The Future of Minority Health and Health Disparities Research Blog Series

Yukiko Asada, Ph.D.
Associate Professor, Department of Community Health and
Epidemiology, Faculty of Medicine
Dalhousie University
Nova Scotia, Canada

“Would you tell me, please, which way I ought to go from here?”
“That depends a good deal on where you want to get to,” said the Cat.
“I don’t much care where—” said Alice.
“Then it doesn’t matter which way you go,” said the Cat.
“—so long as I get somewhere,” Alice added as an explanation.
Oh, you’re sure to do that,” said the Cat, “if you only walk long enough.”
(Alice’s Adventure in Wonderland1)

Dr. Yukiko Asada

Expressing truth about life, this conversation between Alice and the Cheshire Cat is beloved and used in many contexts. Its profound power as a metaphor can also be applied to the science of measurement of health disparities. In Health Disparities Wonderland, Alice might ask, “Would you tell me, please, which way I ought to go from here to put an end to health disparities?” “That depends a good deal on what you mean by health disparities and how you measure and understand them,” would reply the Cat.

In “Harmonizing health disparities measurement” in the special issue of American Journal of Public Health,2 we argued for the science of measurement of health disparities. We believed by now few health disparities researchers and policy-makers would actually answer as Alice would, “I don’t much care about measurement.” But it is not enough for each of us to care. In the article, we urged all of us in the field of health disparities to engage in a community-wide consensus building for harmonization in measurement practice.

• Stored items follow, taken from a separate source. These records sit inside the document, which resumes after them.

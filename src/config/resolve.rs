// src/config/resolve.rs

//! Task selection: turns the task name given on the command line (or the
//! `default` alias) into the single task this process will watch and run.

use crate::config::model::ConfigFile;
use crate::errors::{Result, WatchrunError};

/// Name that resolves to `[config].default_task`, or to the only task when
/// the file defines exactly one.
pub const DEFAULT_TASK_ALIAS: &str = "default";

/// The task selected for this invocation.
#[derive(Debug, Clone, PartialEq, Eq)]
pub struct ResolvedTask {
    pub name: String,
    pub cmd: String,
    pub watch: Vec<String>,
    pub exclude: Vec<String>,
}

impl ConfigFile {
    /// Look up `requested`, following the `default` alias.
    pub fn resolve_task(&self, requested: &str) -> Result<ResolvedTask> {
        let name = if requested == DEFAULT_TASK_ALIAS {
            self.default_task_name()?
        } else {
            requested
        };

        let task = self
            .task
            .get(name)
            .ok_or_else(|| WatchrunError::UnknownTask(name.to_string()))?;

        Ok(ResolvedTask {
            name: name.to_string(),
            cmd: task.cmd.clone(),
            watch: task.watch.clone(),
            exclude: task.exclude.clone(),
        })
    }

    fn default_task_name(&self) -> Result<&str> {
        if let Some(ref name) = self.config.default_task {
            return Ok(name.as_str());
        }

        let mut names = self.task.keys();
        match (names.next(), names.next()) {
            (Some(only), None) => Ok(only.as_str()),
            _ => Err(WatchrunError::ConfigError(format!(
                "'{}' is ambiguous with {} tasks; set [config].default_task",
                DEFAULT_TASK_ALIAS,
                self.task.len()
            ))),
        }
    }
}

One area we highlighted in need of harmonization is health disparity outcome indicators. Health disparities researchers have many indicators to choose from. Advances in medicine and epidemiology have generated numerous indicators of health outcomes beyond mortality, including those related to disease incidence, prevalence, and health status. The large number of health outcome measures in health research generally has led to a situation sometimes called “indicator chaos.”3 For health disparities researchers, the volume of health indicators necessitates separate, focused analysis to ascertain key patterns and trends of health disparities (e.g., Healthy People 2010 with more than 1, 300 indicators4 and 2016 National Healthcare Quality and Disparities Report with 189 indicators5). Only recently has there been guidance on what constitutes an appropriate “health disparity outcome,” and that guidance is not consistently applied.6-8 What we need now is a community-wide consensus building on identifying common health disparity outcome indicators, a relatively small number of indicators of health outcomes consistently measured over multiple years and across multiple studies.

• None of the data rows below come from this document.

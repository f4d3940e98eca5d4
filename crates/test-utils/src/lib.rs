pub mod builders;
pub mod fake_executor;

use std::sync::Once;
use std::time::Duration;

use tracing_subscriber::{fmt, EnvFilter};

static INIT: Once = Once::new();

/// Initialise tracing for tests.
///
/// - Uses `with_test_writer()`, so logs are captured per-test.
/// - The Rust test harness only prints captured output for **failing** tests
///   (unless you run with `-- --nocapture`).
///
/// Enable levels with e.g.:
/// `RUST_LOG=debug cargo test`
pub fn init_tracing() {
    INIT.call_once(|| {
        let filter =
            EnvFilter::try_from_default_env().unwrap_or_else(|_| EnvFilter::new("info"));

        fmt()
            .with_env_filter(filter)
            .with_test_writer() // print only for failing tests unless --nocapture
            .with_target(true)
            .init();
    });
}

/// Run a future with a 5-second timeout.
pub async fn with_timeout<F, T>(f: F) -> T
where
    F: std::future::Future<Output = T>,
{
    tokio::time::timeout(Duration::from_secs(5), f)
        .await
        .expect("Test timed out after 5 seconds")
}

/// Poll `cond` every 10ms until it holds; false if `limit` elapses first.
pub async fn wait_until<C>(limit: Duration, mut cond: C) -> bool
where
    C: FnMut() -> bool,
{
    let deadline = tokio::time::Instant::now() + limit;
    loop {
        if cond() {
            return true;
        }
        if tokio::time::Instant::now() >= deadline {
            return false;
        }
        tokio::time::sleep(Duration::from_millis(10)).await;
    }
}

Back to Health Disparities Wonderland, we do not believe Alice would get to where she wants to go even if she walked long enough as the Cat suggested. To put an end to health disparities, if we were the Cat, we would advise Alice to work with others to map and prioritize the current potpourri of measurement practice.

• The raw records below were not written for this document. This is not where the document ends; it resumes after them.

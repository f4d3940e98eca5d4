#![allow(dead_code)]

use std::collections::BTreeMap;

use watchrun::config::{ConfigFile, ConfigSection, RawConfigFile, TaskConfig};
use watchrun::types::TriggerWhileRunningBehaviour;

/// Builder for `ConfigFile` to simplify test setup.
pub struct ConfigFileBuilder {
    config: RawConfigFile,
}

impl ConfigFileBuilder {
    pub fn new() -> Self {
        Self {
            config: RawConfigFile {
                config: ConfigSection::default(),
                task: BTreeMap::new(),
            },
        }
    }

    pub fn with_task(mut self, name: &str, task: TaskConfig) -> Self {
        self.config.task.insert(name.to_string(), task);
        self
    }

    pub fn behaviour(mut self, behaviour: TriggerWhileRunningBehaviour) -> Self {
        self.config.config.triggered_while_running_behaviour = behaviour;
        self
    }

    pub fn debounce(mut self, duration: &str) -> Self {
        self.config.config.debounce = Some(duration.to_string());
        self
    }

    pub fn default_task(mut self, name: &str) -> Self {
        self.config.config.default_task = Some(name.to_string());
        self
    }

    pub fn shell(mut self, program_and_args: &[&str]) -> Self {
        self.config.config.shell =
            Some(program_and_args.iter().map(|s| s.to_string()).collect());
        self
    }

    /// Unvalidated form, for tests that exercise validation errors.
    pub fn build_raw(self) -> RawConfigFile {
        self.config
    }

    pub fn build(self) -> ConfigFile {
        ConfigFile::try_from(self.config).expect("Failed to build valid config from builder")
    }
}

impl Default for ConfigFileBuilder {
    fn default() -> Self {
        Self::new()
    }
}

/// Builder for `TaskConfig`.
pub struct TaskConfigBuilder {
    task: TaskConfig,
}

impl TaskConfigBuilder {
    pub fn new(cmd: &str) -> Self {
        Self {
            task: TaskConfig {
                cmd: cmd.to_string(),
                watch: vec![],
                exclude: vec![],
            },
        }
    }

    pub fn watch(mut self, pattern: &str) -> Self {
        self.task.watch.push(pattern.to_string());
        self
    }

    pub fn exclude(mut self, pattern: &str) -> Self {
        self.task.exclude.push(pattern.to_string());
        self
    }

    pub fn build(self) -> TaskConfig {
        self.task
    }
}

  1. Carroll L. Alice’s Adventures in Wonderland. Penguin Group; 1998. p. 56. (Original work published 1865).
  2. Duran D, Asada Y, Millum J, Gezmu M. Harmonizing health disparities measurement. American Journal of Public Health 2019; 109: S25-S27.
  3. Saskatchewan Health Quality Council. Think Big, Start Small, Act Now: Tackling Indicator Chaos. A Report on a National Summit. Saskatoon, SK: Saskatchewan Health Quality Council; 2011.
  4. U.S. Department of Health and Human Services, Office of Disease Prevention and Health Promotion. About Healthy People. Accessed August 7, 2019.
  5. Agency for Healthcare Research and Quality. 2016 National Healthcare Quality and Disparities Report. Rockville, MD; 2017. Accessed August 7, 2019.
  6. Pérez-Stable EJ. NIMHD vision and agenda. Accessed August 7, 2019.
  7. National Institute on Minority Health and Health Disparities. NIMHD research framework. Accessed August 7, 2019.
  8. Thomson GE, Mitchell F, Williams MB, eds. Examining the Health Disparities Research Plan of the National Institutes of Health. Unfinished Business. Washington, DC: National Academies Press; 2006.